始動、加速、減速、緊急制動、旋回、または不整地での走行中には、駆動輪システムが受ける実荷重は継続的に変化します。高荷重条件では、短時間の動的荷重が、車両の定格積載量から算出される静的荷重を大幅に上回る場合があります。
例えば、1トンのAGVについて、駆動輪が常に1トンの荷重を受けると単純に仮定して評価することはできません。急加速、緊急制動、または不整な路面条件での走行時には、動的荷重は車両の質量配分、加減速、制動方式、車輪配置、および適用する衝撃係数などに左右されます。したがって、実際のピーク値は、特定の車両設計および運転条件に応じて計算・検証する必要があります。
これにより、高負荷AGV用ホイールモーターの選定における最初の重要な課題が生じます。駆動輪システムは実際にどの程度の動的荷重に耐える必要があるのでしょうか?
高負荷AGVにおいて、駆動輪には2つの基本的な役割があります。車両および積載物によって生じる垂直荷重を支持すると同時に、必要な駆動力とホイールエンドトルクを継続的に供給しなければなりません。つまり、ホイールモーターシステム内部のギヤ、軸受、ホイールハブ、車軸、ハウジング、および車輪材料は、単一種類の荷重だけを受けるわけではありません。実際の運転では、ラジアル荷重、駆動トルク、衝撃荷重、横荷重を同時に受ける可能性があります。
初期の容量選定では、まず必要な牽引力を算出し、次に車輪半径に基づいて必要なホイールエンドトルクを計算できます。
T = F × r
ここで、Tは必要なホイールエンドトルク、Fは駆動輪が発生させる必要のある牽引力、rは車輪半径を表します。
これは基本的な計算にすぎません。高負荷AGV用ホイールモーターの完全な選定プロセスでは、AGV総質量、最大積載量、加速度、最大走行速度、勾配、転がり抵抗、路面摩擦係数、駆動輪数、駆動輪間の荷重配分、伝達効率、および動的衝撃係数も考慮する必要があります。
このため、ホイールモーターの定格トルクを、AGVが実際に必要とするピークトルクと単純に同一視することはできません。高負荷AGVでは、ギヤボックス、軸受、車軸、車輪、およびハウジングが許容機械荷重の範囲内にあることを確保しつつ、ホイールモーターがピーク運転条件下で必要なトルクを継続的に供給できるかを検証することがより重要です。
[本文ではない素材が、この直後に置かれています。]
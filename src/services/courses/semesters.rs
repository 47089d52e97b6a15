use actix_web::{HttpRequest, HttpResponse, Result as ActixResult};

use super::CourseService;
use crate::models::courses::responses::SemesterListResponse;
use crate::models::{ApiResponse, ErrorCode};

pub async fn list_semesters(
    service: &CourseService,
    request: &HttpRequest,
) -> ActixResult<HttpResponse> {
    let storage = service.get_storage(request);

    match storage.list_semesters().await {
        Ok(semesters) => Ok(HttpResponse::Ok().json(ApiResponse::success(
            SemesterListResponse { semesters },
            "Semester list retrieved successfully",
        ))),
        Err(e) => Ok(
            HttpResponse::InternalServerError().json(ApiResponse::error_empty(
                ErrorCode::InternalServerError,
                format!("Failed to retrieve semester list: {e}"),
            )),
        ),
    }
}
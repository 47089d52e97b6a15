use super::SeaOrmStorage;
use crate::entity::courses::{ActiveModel, Column, Entity as Courses};
use crate::entity::scores;
use crate::errors::{Result, SrmsError};
use crate::models::{
    PaginatedResponse, PaginationInfo,
    courses::{
        entities::{Course, CourseType},
        requests::{CourseListQuery, CreateCourseRequest, UpdateCourseRequest},
    },
};
use crate::utils::escape_like_pattern;
use sea_orm::{
    ActiveModelTrait, ColumnTrait, Condition, EntityTrait, PaginatorTrait, QueryFilter, QueryOrder,
    QuerySelect, Set,
};

impl SeaOrmStorage {
    /// 创建课程
    pub async fn create_course_impl(&self, req: CreateCourseRequest) -> Result<Course> {
        let now = chrono::Utc::now().timestamp();

        let model = ActiveModel {
            course_no: Set(req.course_no),
            course_name: Set(req.course_name),
            credit: Set(req.credit),
            hours: Set(req.hours),
            teacher_id: Set(req.teacher_id),
            semester: Set(req.semester),
            course_type: Set(req.course_type.unwrap_or(CourseType::Required).to_string()),
            created_at: Set(now),
            updated_at: Set(now),
            ..Default::default()
        };

        let result = model
            .insert(&self.db)
            .await
            .map_err(|e| SrmsError::database_operation(format!("创建课程失败: {e}")))?;

        Ok(result.into_course())
    }

    /// 通过 ID 获取课程
    pub async fn get_course_by_id_impl(&self, course_id: i64) -> Result<Option<Course>> {
        let result = Courses::find_by_id(course_id)
            .one(&self.db)
            .await
            .map_err(|e| SrmsError::database_operation(format!("查询课程失败: {e}")))?;

        Ok(result.map(|m| m.into_course()))
    }

    /// 通过课程编号获取课程
    pub async fn get_course_by_no_impl(&self, course_no: &str) -> Result<Option<Course>> {
        let result = Courses::find()
            .filter(Column::CourseNo.eq(course_no))
            .one(&self.db)
            .await
            .map_err(|e| SrmsError::database_operation(format!("查询课程失败: {e}")))?;

        Ok(result.map(|m| m.into_course()))
    }

    /// 分页列出课程
    pub async fn list_courses_with_pagination_impl(
        &self,
        query: CourseListQuery,
    ) -> Result<PaginatedResponse<Course>> {
        let page = query.page.unwrap_or(1).max(1) as u64;
        let size = query.size.unwrap_or(10).clamp(1, 100) as u64;

        let mut select = Courses::find();

        // 按课程编号或名称模糊搜索
        if let Some(ref search) = query.search
            && !search.trim().is_empty()
        {
            let escaped = escape_like_pattern(search.trim());
            select = select.filter(
                Condition::any()
                    .add(Column::CourseNo.contains(&escaped))
                    .add(Column::CourseName.contains(&escaped)),
            );
        }

        // 任课教师筛选
        if let Some(teacher_id) = query.teacher_id {
            select = select.filter(Column::TeacherId.eq(teacher_id));
        }

        // 学期筛选
        if let Some(ref semester) = query.semester {
            select = select.filter(Column::Semester.eq(semester));
        }

        // 课程类型筛选
        if let Some(ref course_type) = query.course_type {
            select = select.filter(Column::CourseType.eq(course_type.to_string()));
        }

        // 按课程编号升序
        select = select.order_by_asc(Column::CourseNo);

        let paginator = select.paginate(&self.db, size);
        let total = paginator
            .num_items()
            .await
            .map_err(|e| SrmsError::database_operation(format!("查询课程总数失败: {e}")))?;

        let pages = paginator
            .num_pages()
            .await
            .map_err(|e| SrmsError::database_operation(format!("查询课程页数失败: {e}")))?;

        let courses = paginator
            .fetch_page(page - 1)
            .await
            .map_err(|e| SrmsError::database_operation(format!("查询课程列表失败: {e}")))?;

        Ok(PaginatedResponse {
            items: courses.into_iter().map(|m| m.into_course()).collect(),
            pagination: PaginationInfo {
                page: page as i64,
                page_size: size as i64,
                total: total as i64,
                total_pages: pages as i64,
            },
        })
    }

    /// 更新课程信息（课程编号不可变更）
    pub async fn update_course_impl(
        &self,
        course_id: i64,
        update: UpdateCourseRequest,
    ) -> Result<Option<Course>> {
        let existing = self.get_course_by_id_impl(course_id).await?;
        if existing.is_none() {
            return Ok(None);
        }

        let now = chrono::Utc::now().timestamp();

        let mut model = ActiveModel {
            id: Set(course_id),
            updated_at: Set(now),
            ..Default::default()
        };

        if let Some(course_name) = update.course_name {
            model.course_name = Set(course_name);
        }
        if let Some(credit) = update.credit {
            model.credit = Set(Some(credit));
        }
        if let Some(hours) = update.hours {
            model.hours = Set(Some(hours));
        }
        if let Some(teacher_id) = update.teacher_id {
            model.teacher_id = Set(Some(teacher_id));
        }
        if let Some(semester) = update.semester {
            model.semester = Set(Some(semester));
        }
        if let Some(course_type) = update.course_type {
            model.course_type = Set(course_type.to_string());
        }

        model
            .update(&self.db)
            .await
            .map_err(|e| SrmsError::database_operation(format!("更新课程失败: {e}")))?;

        self.get_course_by_id_impl(course_id).await
    }

    /// 删除课程（是否有成绩由服务层守卫）
    pub async fn delete_course_impl(&self, course_id: i64) -> Result<bool> {
        let result = Courses::delete_by_id(course_id)
            .exec(&self.db)
            .await
            .map_err(|e| SrmsError::database_operation(format!("删除课程失败: {e}")))?;

        Ok(result.rows_affected > 0)
    }

    /// 统计课程的成绩记录数
    pub async fn count_scores_by_course_impl(&self, course_id: i64) -> Result<u64> {
        let count = scores::Entity::find()
            .filter(scores::Column::CourseId.eq(course_id))
            .count(&self.db)
            .await
            .map_err(|e| SrmsError::database_operation(format!("统计课程成绩数量失败: {e}")))?;

        Ok(count)
    }

    /// 列出所有学期（去重、升序）
    pub async fn list_semesters_impl(&self) -> Result<Vec<String>> {
        let semesters: Vec<Option<String>> = Courses::find()
            .select_only()
            .column(Column::Semester)
            .distinct()
            .order_by_asc(Column::Semester)
            .into_tuple()
            .all(&self.db)
            .await
            .map_err(|e| SrmsError::database_operation(format!("查询学期列表失败: {e}")))?;

        Ok(semesters.into_iter().flatten().collect())
    }
}
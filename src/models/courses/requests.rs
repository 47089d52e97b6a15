use super::entities::CourseType;
use crate::models::common::PaginationQuery;
use serde::Deserialize;
use ts_rs::TS;

// 课程查询参数（来自HTTP请求）
#[derive(Debug, Deserialize, TS)]
#[ts(export, export_to = "../frontend/src/types/generated/course.ts")]
pub struct CourseListParams {
    #[serde(flatten)]
    #[ts(flatten)]
    pub pagination: PaginationQuery,
    /// 按课程编号或名称模糊搜索
    pub search: Option<String>,
    pub teacher_id: Option<i64>,
    pub semester: Option<String>,
    pub course_type: Option<CourseType>,
}

// 课程创建请求
#[derive(Debug, Clone, Deserialize, TS)]
#[ts(export, export_to = "../frontend/src/types/generated/course.ts")]
pub struct CreateCourseRequest {
    pub course_no: String,
    pub course_name: String,
    pub credit: Option<f64>,
    pub hours: Option<i32>,
    pub teacher_id: Option<i64>,
    pub semester: Option<String>,
    pub course_type: Option<CourseType>,
}

// 课程列表查询参数（用于存储层）
#[derive(Debug, Clone, Deserialize, TS)]
#[ts(export, export_to = "../frontend/src/types/generated/course.ts")]
pub struct CourseListQuery {
    pub page: Option<i64>,
    pub size: Option<i64>,
    pub search: Option<String>,
    pub teacher_id: Option<i64>,
    pub semester: Option<String>,
    pub course_type: Option<CourseType>,
}

// 课程更新请求（课程编号不可修改）
#[derive(Debug, Clone, Deserialize, TS)]
#[ts(export, export_to = "../frontend/src/types/generated/course.ts")]
pub struct UpdateCourseRequest {
    pub course_name: Option<String>,
    pub credit: Option<f64>,
    pub hours: Option<i32>,
    pub teacher_id: Option<i64>,
    pub semester: Option<String>,
    pub course_type: Option<CourseType>,
}
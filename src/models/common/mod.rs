pub mod pagination;
pub mod response;

pub use pagination::{PaginatedResponse, PaginationInfo, PaginationQuery};
pub use response::ApiResponse;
これは高負荷AGVの設計におけるもう一つの一般的な誤りです。AGVの総重量が120トンであっても、各ホイールモーターにかかる実際の荷重を、120トンを駆動輪数で割るだけで計算できるわけではありません。
実際の車輪荷重分布は、積載物の重心、バッテリー位置、駆動輪の位置、支持輪の位置、ホイールモジュール数、サスペンション構造、床面の平坦度、加速・制動条件、旋回条件、および異なる車輪グループ間で荷重を均等化する車輪システムの能力など、多くの要因の影響を受けます。
したがって、高負荷AGV用ホイールモーターの選定では、平均車輪荷重ではなく最大動的車輪荷重に重点を置く必要があります。このため、高負荷AGVの駆動輪システムは、独立した標準部品として扱うのではなく、サスペンション、フローティング機構、シャーシ構造とともに設計する必要がある場合が多いのです。
AGVの総重量が120トンクラスに達すると、ホイールモーターは単に車輪を回転させる装置ではなくなります。動力システム、シャーシ、車輪、サスペンション、および地面を結ぶ重要な機械的接続部となります。
この車両重量レベルでは、駆動輪システムを少なくとも5つの重要な工学的観点から評価する必要があります。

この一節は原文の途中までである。